* WHAT THE TASK REQUIRES *
Print nothing but the lines below starting at the line that holds "if let Some(path)" and ending at the line that holds "let sample = decode_sample(&body, &self.thermostat_id)?;", including both, each exactly as written.

* DATASET CONTENT *
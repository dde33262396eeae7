use std::{collections::HashMap, future::Future, path::PathBuf, pin::Pin, time::Duration};

use reqwest::{
    header::{AUTHORIZATION, CONTENT_TYPE, LOCATION},
    Method, StatusCode, Url,
};
use serde::Deserialize;
use tracing::{debug, warn};

use coolwatch_common::{HvacMode, HvacState, Sample, WatchdogConfig};

pub const MAX_REDIRECTS: usize = 10;
pub const SETTLE_DELAY: Duration = Duration::from_secs(60);

const MAX_ERROR_BODY_CHARS: usize = 200;

pub type ApiFuture<'a, T> = Pin<Box<dyn Future<Output = Result<T, ApiError>> + Send + 'a>>;

#[derive(Debug, thiserror::Error)]
pub enum ApiError {
    #[error("could not communicate: {0}")]
    Transport(String),
    #[error("stopped after {0} redirects")]
    TooManyRedirects(usize),
    #[error("thermostat service rejected the token ({status})")]
    Auth { status: StatusCode },
    #[error("unexpected answer from the thermostat service ({status}): {body}")]
    Protocol { status: StatusCode, body: String },
    #[error(transparent)]
    Schema(#[from] SchemaError),
}

impl ApiError {
    /// Coarse category used as a structured log field.
    pub fn kind(&self) -> &'static str {
        match self {
            Self::Transport(_) | Self::TooManyRedirects(_) => "transport",
            Self::Auth { .. } => "auth",
            Self::Protocol { .. } => "protocol",
            Self::Schema(_) => "schema",
        }
    }
}

#[derive(Debug, thiserror::Error)]
pub enum SchemaError {
    #[error("response is not the expected device tree: {0}")]
    Tree(#[source] serde_json::Error),
    #[error("thermostat {0} is not present in the response")]
    UnknownDevice(String),
    #[error("thermostat {id} has unexpected fields: {source}")]
    Thermostat {
        id: String,
        #[source]
        source: serde_json::Error,
    },
}

/// Read and change the state of a single remote thermostat.
pub trait ThermostatApi: Send + Sync {
    fn read(&self) -> ApiFuture<'_, Sample>;

    /// Requests `mode`, then returns a fresh read so the caller can confirm the change.
    fn write(&self, mode: HvacMode) -> ApiFuture<'_, Sample>;
}

#[derive(Deserialize)]
struct DeviceTree {
    devices: Devices,
}

#[derive(Deserialize)]
struct Devices {
    thermostats: HashMap<String, serde_json::Value>,
}

#[derive(Deserialize)]
struct ThermostatDoc {
    ambient_temperature_f: f64,
    hvac_mode: HvacMode,
    hvac_state: HvacState,
}

pub struct NestClient {
    http: reqwest::Client,
    base_url: String,
    thermostat_id: String,
    token: String,
    debug_dump: Option<PathBuf>,
    settle_delay: Duration,
}

impl NestClient {
    pub fn new(config: &WatchdogConfig) -> Result<Self, reqwest::Error> {
        // Redirects are followed by hand so the token is re-sent on every hop.
        let http = reqwest::Client::builder()
            .redirect(reqwest::redirect::Policy::none())
            .build()?;

        Ok(Self {
            http,
            base_url: config.api_url.trim_end_matches('/').to_owned(),
            thermostat_id: config.thermostat_id.clone(),
            token: config.token.clone(),
            debug_dump: config.debug.then(|| config.last_output.clone()),
            settle_delay: SETTLE_DELAY,
        })
    }

    #[cfg(test)]
    pub fn with_settle_delay(mut self, settle_delay: Duration) -> Self {
        self.settle_delay = settle_delay;
        self
    }

    fn read_url(&self) -> String {
        self.base_url.clone()
    }

    fn write_url(&self) -> String {
        format!("{}/devices/thermostats/{}", self.base_url, self.thermostat_id)
    }

    async fn fetch(&self) -> Result<Sample, ApiError> {
        let response = self.send(Method::GET, &self.read_url(), None).await?;
        let response = check_status(response).await?;
        let body = response
            .bytes()
            .await
            .map_err(|err| ApiError::Transport(err.to_string()))?;

        if let Some(path) = &self.debug_dump {
            if let Err(err) = tokio::fs::write(path, &body).await {
                warn!("could not write debug dump to {}: {err}", path.display());
            }
        }

        let sample = decode_sample(&body, &self.thermostat_id)?;
        debug!(
            temperature_f = sample.temperature_f,
            mode = sample.mode.as_str(),
            cooling = sample.is_cooling,
            "thermostat read"
        );
        Ok(sample)
    }

    async fn change_mode(&self, mode: HvacMode) -> Result<Sample, ApiError> {
        let payload = serde_json::json!({ "hvac_mode": mode }).to_string();

        let response = self
            .send(Method::PUT, &self.write_url(), Some(payload))
            .await?;
        check_status(response).await?;

        debug!(mode = mode.as_str(), "mode change accepted, waiting to confirm");
        tokio::time::sleep(self.settle_delay).await;
        self.fetch().await
    }

    async fn send(
        &self,
        mut method: Method,
        url: &str,
        mut body: Option<String>,
    ) -> Result<reqwest::Response, ApiError> {
        let mut url = Url::parse(url).map_err(|err| ApiError::Transport(err.to_string()))?;

        for _ in 0..=MAX_REDIRECTS {
            let mut request = self
                .http
                .request(method.clone(), url.clone())
                .header(AUTHORIZATION, &self.token)
                .header(CONTENT_TYPE, "application/json");
            if let Some(body) = &body {
                request = request.body(body.clone());
            }

            let response = request
                .send()
                .await
                .map_err(|err| ApiError::Transport(err.to_string()))?;

            if !response.status().is_redirection() {
                return Ok(response);
            }

            if let Some(next) = redirect_method(response.status(), &method) {
                method = next;
                body = None;
            }
            url = redirect_target(&response)?;
            debug!(%url, "following redirect");
        }

        Err(ApiError::TooManyRedirects(MAX_REDIRECTS))
    }
}

impl ThermostatApi for NestClient {
    fn read(&self) -> ApiFuture<'_, Sample> {
        Box::pin(self.fetch())
    }

    fn write(&self, mode: HvacMode) -> ApiFuture<'_, Sample> {
        Box::pin(self.change_mode(mode))
    }
}

/// Method for the next hop when a redirect drops the body: always on 303, and
/// on 301/302 for anything but GET or HEAD.
fn redirect_method(status: StatusCode, method: &Method) -> Option<Method> {
    let rewrites = match status {
        StatusCode::SEE_OTHER => true,
        StatusCode::MOVED_PERMANENTLY | StatusCode::FOUND => {
            *method != Method::GET && *method != Method::HEAD
        }
        _ => false,
    };
    rewrites.then_some(Method::GET)
}

fn redirect_target(response: &reqwest::Response) -> Result<Url, ApiError> {
    let status = response.status();
    let location = response
        .headers()
        .get(LOCATION)
        .and_then(|value| value.to_str().ok())
        .ok_or_else(|| ApiError::Protocol {
            status,
            body: "redirect without a location header".to_owned(),
        })?;

    response
        .url()
        .join(location)
        .map_err(|err| ApiError::Protocol {
            status,
            body: format!("redirect to unusable location {location:?}: {err}"),
        })
}

async fn check_status(response: reqwest::Response) -> Result<reqwest::Response, ApiError> {
    let status = response.status();
    if status == StatusCode::OK {
        return Ok(response);
    }

    let body = response.text().await.unwrap_or_default();
    Err(status_error(status, body))
}

fn status_error(status: StatusCode, body: String) -> ApiError {
    match status {
        StatusCode::UNAUTHORIZED | StatusCode::FORBIDDEN => ApiError::Auth { status },
        _ => ApiError::Protocol {
            status,
            body: body.chars().take(MAX_ERROR_BODY_CHARS).collect(),
        },
    }
}

pub(crate) fn decode_sample(body: &[u8], thermostat_id: &str) -> Result<Sample, SchemaError> {
    let mut tree: DeviceTree = serde_json::from_slice(body).map_err(SchemaError::Tree)?;

    let raw = tree
        .devices
        .thermostats
        .remove(thermostat_id)
        .ok_or_else(|| SchemaError::UnknownDevice(thermostat_id.to_owned()))?;

    let doc: ThermostatDoc =
        serde_json::from_value(raw).map_err(|source| SchemaError::Thermostat {
            id: thermostat_id.to_owned(),
            source,
        })?;

    Ok(Sample::new(
        doc.ambient_temperature_f.trunc() as i32,
        doc.hvac_mode,
        doc.hvac_state,
    ))
}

* PROBLEM SOLUTION *
        if let Some(path) = &self.debug_dump {
            if let Err(err) = tokio::fs::write(path, &body).await {
                warn!("could not write debug dump to {}: {err}", path.display());
            }
        }

        let sample = decode_sample(&body, &self.thermostat_id)?;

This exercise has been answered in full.